EXERCISE DIRECTIONS:
Copies of all lines containing the string "must" are needed from the data below.

[Records from a dataset]

═══

//! Resource schema metadata.
//!
//! A [`Schema`] describes one resource kind as an ordered list of typed
//! [`Property`] definitions with relation, index and uniqueness annotations.
//! Schemas are immutable once loaded and looked up by id through a
//! [`SchemaRegistry`].

use serde::{Deserialize, Serialize};
use std::collections::HashMap;
use std::fs;
use std::path::Path;
use std::sync::Arc;

use crate::config::ConfigError;

/// Errors raised while assembling schema metadata.
#[derive(Debug, thiserror::Error)]
pub enum SchemaError {
    #[error("schema '{0}' is already registered")]
    Duplicate(String),

    #[error("schema '{0}' is not registered")]
    Unknown(String),

    #[error(transparent)]
    Config(#[from] ConfigError),
}

/// JSON-level kind of a property value.
#[derive(Debug, Clone, Copy, PartialEq, Eq, Hash, Serialize, Deserialize, Default)]
#[serde(rename_all = "lowercase")]
pub enum PropertyKind {
    #[default]
    String,
    Integer,
    Number,
    Boolean,
    Object,
    Array,
}

/// Transaction isolation levels, serialized as their SQL phrase.
#[derive(Debug, Clone, Copy, PartialEq, Eq, Hash, Serialize, Deserialize)]
pub enum IsolationLevel {
    #[serde(rename = "READ UNCOMMITTED")]
    ReadUncommitted,
    #[serde(rename = "READ COMMITTED")]
    ReadCommitted,
    #[serde(rename = "REPEATABLE READ")]
    RepeatableRead,
    #[serde(rename = "SERIALIZABLE")]
    Serializable,
}

impl IsolationLevel {
    pub fn as_sql(self) -> &'static str {
        match self {
            Self::ReadUncommitted => "READ UNCOMMITTED",
            Self::ReadCommitted => "READ COMMITTED",
            Self::RepeatableRead => "REPEATABLE READ",
            Self::Serializable => "SERIALIZABLE",
        }
    }
}

impl std::fmt::Display for IsolationLevel {
    fn fmt(&self, f: &mut std::fmt::Formatter<'_>) -> std::fmt::Result {
        f.write_str(self.as_sql())
    }
}

/// Row-locking intent used when fetching or listing for update.
#[derive(Debug, Clone, Copy, PartialEq, Eq, Hash, Serialize, Deserialize, Default)]
#[serde(rename_all = "snake_case")]
pub enum LockPolicy {
    #[default]
    NoLock,
    Shared,
    Exclusive,
    SkipLocked,
}

/// A single typed property of a resource schema.
#[derive(Debug, Clone, PartialEq, Serialize, Deserialize)]
pub struct Property {
    /// Logical and physical column name.
    pub id: String,

    /// Human-readable title.
    #[serde(default)]
    pub title: Option<String>,

    /// Value kind.
    #[serde(rename = "type", default)]
    pub kind: PropertyKind,

    /// Whether NULL is an accepted value.
    #[serde(default)]
    pub nullable: bool,

    /// Explicit SQL column type. The dialect default is used when absent.
    #[serde(default)]
    pub sql_type: Option<String>,

    /// Whether a secondary index should be created for this column.
    #[serde(default)]
    pub indexed: bool,

    /// Whether the column carries a UNIQUE constraint.
    #[serde(default)]
    pub unique: bool,

    /// Id of the related schema this column references.
    #[serde(default)]
    pub relation: Option<String>,

    /// Column of the related schema being referenced.
    /// Defaults to the related schema's primary key.
    #[serde(default)]
    pub relation_column: Option<String>,

    /// Key under which the joined related resource is nested when details
    /// are requested.
    #[serde(default)]
    pub relation_property: Option<String>,

    /// Whether deleting the referenced row cascades to this one.
    #[serde(default)]
    pub on_delete_cascade: bool,

    /// Default value.
    #[serde(default)]
    pub default: Option<serde_json::Value>,
}

impl Property {
    /// Create a non-nullable property of the given kind.
    pub fn new(id: impl Into<String>, kind: PropertyKind) -> Self {
        Self {
            id: id.into(),
            title: None,
            kind,
            nullable: false,
            sql_type: None,
            indexed: false,
            unique: false,
            relation: None,
            relation_column: None,
            relation_property: None,
            on_delete_cascade: false,
            default: None,
        }
    }

    pub fn with_nullable(mut self, nullable: bool) -> Self {
        self.nullable = nullable;
        self
    }

    pub fn with_sql_type(mut self, sql_type: impl Into<String>) -> Self {
        self.sql_type = Some(sql_type.into());
        self
    }

    pub fn with_indexed(mut self, indexed: bool) -> Self {
        self.indexed = indexed;
        self
    }

    pub fn with_unique(mut self, unique: bool) -> Self {
        self.unique = unique;
        self
    }

    /// Reference another schema. `column` overrides the referenced column and
    /// `property` names the key used for detail expansion.
    pub fn with_relation(
        mut self,
        schema: impl Into<String>,
        column: Option<&str>,
        property: Option<&str>,
    ) -> Self {
        self.relation = Some(schema.into());
        self.relation_column = column.map(str::to_string);
        self.relation_property = property.map(str::to_string);
        self
    }

    pub fn with_on_delete_cascade(mut self, cascade: bool) -> Self {
        self.on_delete_cascade = cascade;
        self
    }

    pub fn with_default(mut self, default: serde_json::Value) -> Self {
        self.default = Some(default);
        self
    }

    /// Default value, ignoring an explicit JSON null.
    pub fn non_null_default(&self) -> Option<&serde_json::Value> {
        self.default.as_ref().filter(|v| !v.is_null())
    }
}

/// Schema of one resource kind.
#[derive(Debug, Clone, PartialEq, Serialize, Deserialize)]
pub struct Schema {
    /// Singular schema id (e.g. `network`).
    pub id: String,

    /// Plural name, used as the table name unless `table` is set.
    pub plural: String,

    /// Explicit table name.
    #[serde(default)]
    pub table: Option<String>,

    /// Primary key column.
    #[serde(default = "default_primary_key")]
    pub primary_key: String,

    /// Properties in declaration order.
    #[serde(default)]
    pub properties: Vec<Property>,

    /// Column groups that must be unique together.
    #[serde(default)]
    pub unique_groups: Vec<Vec<String>>,

    /// Isolation level overrides keyed by action name.
    #[serde(default)]
    pub isolation_level: HashMap<String, IsolationLevel>,

    /// Whether the table carries the config/state version ledger.
    #[serde(default)]
    pub state_versioning: bool,
}

fn default_primary_key() -> String {
    "id".to_string()
}

impl Schema {
    pub fn new(id: impl Into<String>, plural: impl Into<String>) -> Self {
        Self {
            id: id.into(),
            plural: plural.into(),
            table: None,
            primary_key: default_primary_key(),
            properties: Vec::new(),
            unique_groups: Vec::new(),
            isolation_level: HashMap::new(),
            state_versioning: false,
        }
    }

    pub fn with_property(mut self, property: Property) -> Self {
        self.properties.push(property);
        self
    }

    pub fn with_table(mut self, table: impl Into<String>) -> Self {
        self.table = Some(table.into());
        self
    }

    pub fn with_unique_group<I, S>(mut self, columns: I) -> Self
    where
        I: IntoIterator<Item = S>,
        S: Into<String>,
    {
        self.unique_groups
            .push(columns.into_iter().map(Into::into).collect());
        self
    }

    pub fn with_isolation_level(mut self, action: impl Into<String>, level: IsolationLevel) -> Self {
        self.isolation_level.insert(action.into(), level);
        self
    }

    pub fn with_state_versioning(mut self, enabled: bool) -> Self {
        self.state_versioning = enabled;
        self
    }

    /// Physical table name.
    pub fn table_name(&self) -> &str {
        self.table.as_deref().unwrap_or(&self.plural)
    }

    /// Look up a property by id.
    pub fn property(&self, id: &str) -> Option<&Property> {
        self.properties.iter().find(|p| p.id == id)
    }

    pub fn has_property(&self, id: &str) -> bool {
        self.property(id).is_some()
    }

    /// Property backing the primary key, if declared.
    pub fn primary_key_property(&self) -> Option<&Property> {
        self.property(&self.primary_key)
    }

    /// Properties that reference another schema.
    pub fn relations(&self) -> impl Iterator<Item = &Property> {
        self.properties.iter().filter(|p| p.relation.is_some())
    }

    /// Isolation level for a logical action.
    ///
    /// Schema overrides win; otherwise `read` runs as REPEATABLE READ and every
    /// other action as SERIALIZABLE.
    pub fn isolation_level_for(&self, action: &str) -> IsolationLevel {
        if let Some(level) = self.isolation_level.get(action) {
            return *level;
        }
        match action {
            "read" => IsolationLevel::RepeatableRead,
            _ => IsolationLevel::Serializable,
        }
    }
}

/// Explicit registry of loaded schemas.
///
/// Passed by reference wherever cross-schema lookups are needed (relations,
/// detail expansion). Registration order is preserved so DDL for all schemas
/// can be emitted deterministically.
#[derive(Debug, Clone, Default)]
pub struct SchemaRegistry {
    schemas: Vec<Arc<Schema>>,
    index: HashMap<String, usize>,
}

#[derive(Debug, Deserialize)]
struct SchemaDocument {
    #[serde(default)]
    schemas: Vec<Schema>,
}

impl SchemaRegistry {
    pub fn new() -> Self {
        Self::default()
    }

    /// Register a schema. Ids must be unique.
    pub fn register(&mut self, schema: Schema) -> Result<Arc<Schema>, SchemaError> {
        if self.index.contains_key(&schema.id) {
            return Err(SchemaError::Duplicate(schema.id));
        }
        let schema = Arc::new(schema);
        self.index.insert(schema.id.clone(), self.schemas.len());
        self.schemas.push(Arc::clone(&schema));
        Ok(schema)
    }

    pub fn get(&self, id: &str) -> Option<&Arc<Schema>> {
        self.index.get(id).map(|&i| &self.schemas[i])
    }

    /// Like [`get`](Self::get) but fails for unknown ids.
    pub fn require(&self, id: &str) -> Result<&Arc<Schema>, SchemaError> {
        self.get(id)
            .ok_or_else(|| SchemaError::Unknown(id.to_string()))
    }

    pub fn iter(&self) -> impl Iterator<Item = &Arc<Schema>> {
        self.schemas.iter()
    }

    pub fn len(&self) -> usize {
        self.schemas.len()
    }

    pub fn is_empty(&self) -> bool {
        self.schemas.is_empty()
    }

    /// Parse a `schemas:` YAML document and register its entries.
    pub fn load_yaml(&mut self, content: &str) -> Result<(), SchemaError> {
        let doc: SchemaDocument =
            serde_yaml::from_str(content).map_err(ConfigError::from)?;
        for schema in doc.schemas {
            self.register(schema)?;
        }
        Ok(())
    }

    /// Load a schema file into the registry.
    pub fn load_file(&mut self, path: impl AsRef<Path>) -> Result<(), SchemaError> {
        let content = fs::read_to_string(path.as_ref()).map_err(ConfigError::from)?;
        self.load_yaml(&content)
    }

    pub fn from_yaml(content: &str) -> Result<Self, SchemaError> {
        let mut registry = Self::new();
        registry.load_yaml(content)?;
        Ok(registry)
    }
}

#[cfg(test)]
mod tests {
    use super::*;

    fn network() -> Schema {
        Schema::new("network", "networks")
            .with_property(Property::new("id", PropertyKind::String))
            .with_property(Property::new("name", PropertyKind::String).with_nullable(true))
    }

    #[test]
    fn test_table_name_defaults_to_plural() {
        let schema = network();
        assert_eq!(schema.table_name(), "networks");

        let schema = network().with_table("net");
        assert_eq!(schema.table_name(), "net");
    }

    #[test]
    fn test_isolation_level_defaults() {
        let schema = network();
        assert_eq!(schema.isolation_level_for("read"), IsolationLevel::RepeatableRead);
        assert_eq!(schema.isolation_level_for("create"), IsolationLevel::Serializable);
        assert_eq!(schema.isolation_level_for("delete"), IsolationLevel::Serializable);
    }

    #[test]
    fn test_isolation_level_override() {
        let schema = network().with_isolation_level("read", IsolationLevel::ReadCommitted);
        assert_eq!(schema.isolation_level_for("read"), IsolationLevel::ReadCommitted);
        assert_eq!(schema.isolation_level_for("update"), IsolationLevel::Serializable);
    }

    #[test]
    fn test_registry_rejects_duplicates() {
        let mut registry = SchemaRegistry::new();
        registry.register(network()).unwrap();
        let err = registry.register(network()).unwrap_err();
        assert!(matches!(err, SchemaError::Duplicate(id) if id == "network"));
    }

    #[test]
    fn test_registry_from_yaml() {
        let yaml = r#"
schemas:
  - id: network
    plural: networks
    properties:
      - id: id
        type: string
      - id: vlan
        type: integer
        indexed: true
    isolation_level:
      read: "READ COMMITTED"
  - id: server
    plural: servers
    unique_groups:
      - [id, network_id]
    properties:
      - id: id
      - id: network_id
        relation: network
        on_delete_cascade: true
"#;
        let registry = SchemaRegistry::from_yaml(yaml).unwrap();
        assert_eq!(registry.len(), 2);

        let network = registry.require("network").unwrap();
        let vlan = network.property("vlan").unwrap();
        assert_eq!(vlan.kind, PropertyKind::Integer);
        assert!(vlan.indexed);
        assert_eq!(network.isolation_level_for("read"), IsolationLevel::ReadCommitted);

        let server = registry.require("server").unwrap();
        let rel: Vec<_> = server.relations().map(|p| p.id.as_str()).collect();
        assert_eq!(rel, vec!["network_id"]);
        assert_eq!(server.primary_key, "id");
        assert_eq!(server.unique_groups, vec![vec!["id".to_string(), "network_id".to_string()]]);
        assert!(registry.require("subnet").is_err());
    }
}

═══

RESULT:
    /// Column groups that must be unique together.
    /// Register a schema. Ids must be unique.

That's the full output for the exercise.